Employing a preparation of rat islet mitochondria, phosphoenolpyruvate has been shown to interact with the mitochondrial adenine nucleotide translocase. Thus, phosphoenolpyruvate inhibited mitochondrial uptake of [¹⁴C]ADP and exchanged with intramitochon-drial [¹⁴C]ATP. A concentration-dependent inhibition of islet mitochondrial ⁴⁵Ca²⁺ accumulation was seen when mitochondria were exposed to phosphoenolpyruvate with half-maximal inhibition observed at a phosphoenolpyruvate concentration of 0.2 mM. In experiments employing whole islets, phosphoenolpyruvate content was shown to be significantly elevated at both 1 and 30 min after an increase in the medium glucose concentration from 2 to 20 mM. In these experiments, the estimated islet concentrations of phosphoenolpyruvate fell in the range of maximal sensitivity of the islet adenine nucleotide translocase to phosphoenolpyruvate-induced inhibition of Ca²⁺ accumulation.
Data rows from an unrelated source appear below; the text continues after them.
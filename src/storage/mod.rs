//! Seen-advisory cache.
//!
//! Remembers which operation fingerprints already produced an advisory so
//! the same edit is intercepted at most once per TTL window.

pub mod clock;
pub mod marker;
pub mod memory;

pub use clock::{Clock, ManualClock, SystemClock};
pub use marker::MarkerStore;
pub use memory::MemoryStore;

use crate::error::Error;
use crate::matcher::Fingerprint;

/// Key-value store of shown fingerprints with expiry.
pub trait SeenStore {
    /// True iff an unexpired entry exists. Expired entries are removed.
    fn has_been_shown(&self, fingerprint: &Fingerprint) -> Result<bool, Error>;

    /// Record that the advisory for `fingerprint` was shown now.
    fn mark_shown(&self, fingerprint: &Fingerprint) -> Result<(), Error>;
}
//! Embedding-backed retriever and document ingestion.

use crate::index::{ChunkMetadata, VectorIndex, VectorRecord};
use crate::splitter::TextSplitter;
use async_trait::async_trait;
use serde::{Deserialize, Serialize};
use std::sync::Arc;
use supportline_core::error::RetrievalError;
use supportline_core::provider::{EmbeddingRequest, Provider};
use supportline_core::retrieval::{RetrievalQuery, RetrievedSnippet, Retriever};
use tracing::{debug, info};

/// Stored chunk text is cut to this many characters.
const MAX_STORED_TEXT_CHARS: usize = 1000;

/// Texts sent per embedding request during ingestion.
const EMBED_BATCH_SIZE: usize = 100;

/// Outcome of ingesting one document.
#[derive(Debug, Clone, PartialEq, Eq, Serialize, Deserialize)]
pub struct IngestReport {
    pub chunks_processed: usize,
    pub vectors_stored: usize,
    pub namespace: String,
}

/// Retriever that embeds queries with a [`Provider`] and searches a [`VectorIndex`].
pub struct EmbeddingRetriever {
    embedder: Arc<dyn Provider>,
    index: Arc<dyn VectorIndex>,
    embedding_model: String,
    namespace_prefix: String,
    splitter: TextSplitter,
}

impl EmbeddingRetriever {
    pub fn new(
        embedder: Arc<dyn Provider>,
        index: Arc<dyn VectorIndex>,
        embedding_model: impl Into<String>,
    ) -> Self {
        Self {
            embedder,
            index,
            embedding_model: embedding_model.into(),
            namespace_prefix: "org_".into(),
            splitter: TextSplitter::default(),
        }
    }

    pub fn from_config(
        embedder: Arc<dyn Provider>,
        index: Arc<dyn VectorIndex>,
        config: &supportline_config::RetrievalConfig,
    ) -> Self {
        Self {
            embedder,
            index,
            embedding_model: config.embedding_model.clone(),
            namespace_prefix: config.namespace_prefix.clone(),
            splitter: TextSplitter::from_config(config),
        }
    }

    pub fn with_splitter(mut self, splitter: TextSplitter) -> Self {
        self.splitter = splitter;
        self
    }

    async fn embed(&self, inputs: Vec<String>) -> Result<Vec<Vec<f32>>, RetrievalError> {
        let expected = inputs.len();
        let response = self
            .embedder
            .embed(EmbeddingRequest {
                model: self.embedding_model.clone(),
                inputs,
            })
            .await
            .map_err(|e| RetrievalError::EmbeddingFailed(e.to_string()))?;

        if response.embeddings.len() != expected {
            return Err(RetrievalError::EmbeddingFailed(format!(
                "expected {expected} embeddings, got {}",
                response.embeddings.len()
            )));
        }
        Ok(response.embeddings)
    }

    /// Split, embed, and store a plain-text document in the organization's namespace.
    ///
    /// Chunk ids are `{organization_id}_{source_id}_{i}`, so re-ingesting a
    /// source overwrites its previous chunks position by position.
    pub async fn ingest(
        &self,
        organization_id: &str,
        source_id: &str,
        text: &str,
    ) -> Result<IngestReport, RetrievalError> {
        if text.trim().is_empty() {
            return Err(RetrievalError::InvalidDocument(
                "No text content found in document".into(),
            ));
        }

        let chunks = self.splitter.split(text);
        let namespace = self.namespace_for(organization_id);
        debug!(
            organization_id,
            source_id,
            chunks = chunks.len(),
            "Document split into chunks"
        );

        let mut records = Vec::with_capacity(chunks.len());
        for (batch_no, batch) in chunks.chunks(EMBED_BATCH_SIZE).enumerate() {
            let vectors = self.embed(batch.to_vec()).await?;
            for (offset, (chunk, values)) in batch.iter().zip(vectors).enumerate() {
                let position_index = batch_no * EMBED_BATCH_SIZE + offset;
                records.push(VectorRecord {
                    id: format!("{organization_id}_{source_id}_{position_index}"),
                    values,
                    metadata: ChunkMetadata {
                        organization_id: organization_id.to_string(),
                        source_id: source_id.to_string(),
                        position_index,
                        text: chunk.chars().take(MAX_STORED_TEXT_CHARS).collect(),
                    },
                });
            }
        }

        let vectors_stored = self.index.upsert(&namespace, records).await?;
        info!(
            organization_id,
            source_id,
            namespace = %namespace,
            index = self.index.name(),
            vectors_stored,
            "Document ingested"
        );

        Ok(IngestReport {
            chunks_processed: chunks.len(),
            vectors_stored,
            namespace,
        })
    }

    /// Remove every stored chunk of an organization. Returns how many were dropped.
    pub async fn purge(&self, organization_id: &str) -> Result<usize, RetrievalError> {
        let namespace = self.namespace_for(organization_id);
        let removed = self.index.delete_namespace(&namespace).await?;
        info!(
            organization_id,
            namespace = %namespace,
            index = self.index.name(),
            removed,
            "Documents purged"
        );
        Ok(removed)
    }
}

#[async_trait]
impl Retriever for EmbeddingRetriever {
    async fn retrieve(
        &self,
        query: &RetrievalQuery,
    ) -> Result<Vec<RetrievedSnippet>, RetrievalError> {
        if query.query.trim().is_empty() {
            return Err(RetrievalError::InvalidQuery("query must not be blank".into()));
        }
        if query.top_k == 0 {
            return Ok(Vec::new());
        }

        let namespace = self.namespace_for(&query.organization_id);
        let vector = self
            .embed(vec![query.query.clone()])
            .await?
            .pop()
            .unwrap_or_default();

        let matches = self.index.query(&namespace, &vector, query.top_k).await?;
        let total_matches = matches.len();

        let snippets: Vec<RetrievedSnippet> = matches
            .into_iter()
            .filter(|m| m.score >= query.score_threshold)
            .map(|m| RetrievedSnippet {
                content: m.metadata.text,
                score: m.score.clamp(0.0, 1.0),
                source_id: m.metadata.source_id,
                position_index: m.metadata.position_index,
                organization_id: m.metadata.organization_id,
            })
            .collect();

        debug!(
            namespace = %namespace,
            index = self.index.name(),
            top_k = query.top_k,
            score_threshold = query.score_threshold,
            total_matches,
            kept = snippets.len(),
            "Index searched"
        );

        Ok(snippets)
    }

    fn namespace_for(&self, organization_id: &str) -> String {
        format!("{}{organization_id}", self.namespace_prefix)
    }
}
It is concluded that increased concentrations of islet phosphoenolpyruvate resulting from increased extracellular glucose concentration may act to trigger or promote glucose-stimulated insulin secretion by modifying the distribution of Ca²⁺ between the islet cy-tosolic and mitochondrial compartments in a transport reaction catalyzed by the adenine nucleotide translocase.